§ **ASSIGNMENT**
Go over the material below and report every line that contains the word "bool".
--------------------------------
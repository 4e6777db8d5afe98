//! Session status definitions.

/// Authentication status of the current visitor.
///
/// This is the single source of truth for access to protected screens.
#[derive(Debug, Clone, Copy, PartialEq, Eq, Hash, Default)]
pub enum SessionStatus {
    /// Status not yet known or an operation is in flight.
    #[default]
    Verifying,
    /// Server confirmed a valid session.
    Authenticated,
    /// No session, or the server rejected the credentials.
    Unauthenticated,
    /// Unexpected failure while talking to the server.
    Error,
}

impl SessionStatus {
    /// Returns label for display.
    #[must_use]
    pub const fn display_text(self) -> &'static str {
        match self {
            Self::Verifying => "VERIFYING",
            Self::Authenticated => "SIGNED IN",
            Self::Unauthenticated => "SIGNED OUT",
            Self::Error => "ERROR",
        }
    }

    /// Returns whether protected content may be shown.
    #[must_use]
    pub const fn is_authenticated(self) -> bool {
        matches!(self, Self::Authenticated)
    }

    /// Returns whether an operation is in flight.
    #[must_use]
    pub const fn is_busy(self) -> bool {
        matches!(self, Self::Verifying)
    }
}

impl std::fmt::Display for SessionStatus {
    fn fmt(&self, f: &mut std::fmt::Formatter<'_>) -> std::fmt::Result {
        f.write_str(self.display_text())
    }
}

/// Status and error message, always replaced together.
#[derive(Debug, Clone, PartialEq, Eq, Default)]
pub struct SessionSnapshot {
    /// Current status.
    pub status: SessionStatus,
    /// User-facing error attached to the status.
    pub error: Option<String>,
}

impl SessionSnapshot {
    /// Creates snapshot without error.
    #[must_use]
    pub const fn new(status: SessionStatus) -> Self {
        Self {
            status,
            error: None,
        }
    }

    /// Creates snapshot with error message.
    #[must_use]
    pub fn with_error(status: SessionStatus, message: impl Into<String>) -> Self {
        Self {
            status,
            error: Some(message.into()),
        }
    }

    /// Returns error message, if any.
    #[must_use]
    pub fn error(&self) -> Option<&str> {
        self.error.as_deref()
    }
}

#[cfg(test)]
mod tests {
    use super::*;

    #[test]
    fn test_default_is_verifying() {
        let snapshot = SessionSnapshot::default();
        assert_eq!(snapshot.status, SessionStatus::Verifying);
        assert!(snapshot.error().is_none());
    }

    #[test]
    fn test_status_predicates() {
        assert!(SessionStatus::Authenticated.is_authenticated());
        assert!(!SessionStatus::Error.is_authenticated());
        assert!(SessionStatus::Verifying.is_busy());
        assert!(!SessionStatus::Unauthenticated.is_busy());
    }

    #[test]
    fn test_with_error() {
        let snapshot = SessionSnapshot::with_error(SessionStatus::Error, "boom");
        assert_eq!(snapshot.error(), Some("boom"));
    }
}
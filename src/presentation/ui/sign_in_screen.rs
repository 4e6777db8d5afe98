//! Sign-in screen.

use crossterm::event::KeyEvent;
use ratatui::{
    buffer::Buffer,
    layout::{Constraint, Layout, Rect},
    style::{Color, Modifier, Style},
    text::{Line, Span},
    widgets::{Clear, Paragraph, StatefulWidget, Widget, Wrap},
};

use super::form::{FormAction, FormFields};
use super::layout::{card, centered};
use crate::application::dto::SignInForm;
use crate::domain::{SessionSnapshot, SessionStatus};
use crate::presentation::widgets::TextInput;

const EMAIL: usize = 0;
const PASSWORD: usize = 1;

/// Sign-in form state.
#[derive(Debug, Clone)]
pub struct SignInState {
    fields: FormFields,
    validation_error: Option<String>,
}

impl SignInState {
    /// Creates empty form with email focused.
    #[must_use]
    pub fn new() -> Self {
        Self {
            fields: FormFields::new(vec![
                TextInput::new("Email").placeholder("johndoe@example.com"),
                TextInput::new("Password").password().placeholder("********"),
            ]),
            validation_error: None,
        }
    }

    /// Returns current form values.
    #[must_use]
    pub fn form(&self) -> SignInForm {
        SignInForm::new(self.fields.value(EMAIL), self.fields.value(PASSWORD))
    }

    /// Returns focused field index.
    #[must_use]
    pub const fn focus(&self) -> usize {
        self.fields.focus()
    }

    /// Sets a local validation message.
    pub fn set_validation_error(&mut self, message: impl Into<String>) {
        self.validation_error = Some(message.into());
    }

    /// Returns local validation message.
    #[must_use]
    pub fn validation_error(&self) -> Option<&str> {
        self.validation_error.as_deref()
    }

    /// Clears all fields.
    pub fn reset(&mut self) {
        self.fields.reset();
        self.validation_error = None;
    }

    /// Handles key event. Submission is ignored while a request is in flight.
    pub fn handle_key(&mut self, key: KeyEvent, status: SessionStatus) -> FormAction {
        match self.fields.handle_key(key) {
            FormAction::Submit if status.is_busy() => FormAction::None,
            FormAction::Submit => {
                self.validation_error = None;
                FormAction::Submit
            }
            FormAction::Edited => {
                self.validation_error = None;
                FormAction::Edited
            }
            other => other,
        }
    }
}

impl Default for SignInState {
    fn default() -> Self {
        Self::new()
    }
}

/// Sign-in screen. Reads error and busy state from the session snapshot.
pub struct SignInScreen<'a> {
    session: &'a SessionSnapshot,
}

impl<'a> SignInScreen<'a> {
    /// Creates screen for the given session snapshot.
    #[must_use]
    pub const fn new(session: &'a SessionSnapshot) -> Self {
        Self { session }
    }
}

impl StatefulWidget for SignInScreen<'_> {
    type State = SignInState;

    fn render(self, area: Rect, buf: &mut Buffer, state: &mut Self::State) {
        let content_area = centered(area, 56, 16);
        Clear.render(content_area, buf);

        let block = card("Sign In to Your Account", Color::Cyan);
        let inner = block.inner(content_area);
        block.render(content_area, buf);

        let [description, _, email, password, _, error, submit, footer] = Layout::vertical([
            Constraint::Length(1),
            Constraint::Length(1),
            Constraint::Length(3),
            Constraint::Length(3),
            Constraint::Length(1),
            Constraint::Length(2),
            Constraint::Length(1),
            Constraint::Length(1),
        ])
        .areas(inner);

        Paragraph::new("Enter your credentials below to access your dashboard.")
            .style(Style::default().fg(Color::Gray))
            .render(description, buf);

        let inputs = state.fields.inputs();
        (&inputs[EMAIL]).render(email, buf);
        (&inputs[PASSWORD]).render(password, buf);

        if let Some(message) = state.validation_error().or(self.session.error()) {
            Paragraph::new(message)
                .style(Style::default().fg(Color::Red))
                .wrap(Wrap { trim: true })
                .render(error, buf);
        }

        Paragraph::new(submit_hint(self.session.status, "Sign In", "Signing In..."))
            .render(submit, buf);

        Paragraph::new(Line::from(vec![
            Span::styled("Don't have an account? ", Style::default().fg(Color::DarkGray)),
            Span::styled("F4: Sign Up", Style::default().fg(Color::Cyan)),
        ]))
        .render(footer, buf);
    }
}

/// Submit line: the action hint, or the busy label while verifying.
pub(super) fn submit_hint(
    status: SessionStatus,
    label: &'static str,
    busy_label: &'static str,
) -> Line<'static> {
    if status.is_busy() {
        Line::from(Span::styled(
            busy_label,
            Style::default()
                .fg(Color::Yellow)
                .add_modifier(Modifier::ITALIC),
        ))
    } else {
        Line::from(vec![
            Span::styled("Enter: ", Style::default().fg(Color::DarkGray)),
            Span::styled(label, Style::default().fg(Color::Green).add_modifier(Modifier::BOLD)),
            Span::styled(" | Tab: Next field", Style::default().fg(Color::DarkGray)),
        ])
    }
}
--------------------------------
§ **TASK RESPONSE**
    pub const fn is_authenticated(self) -> bool {
    pub const fn is_busy(self) -> bool {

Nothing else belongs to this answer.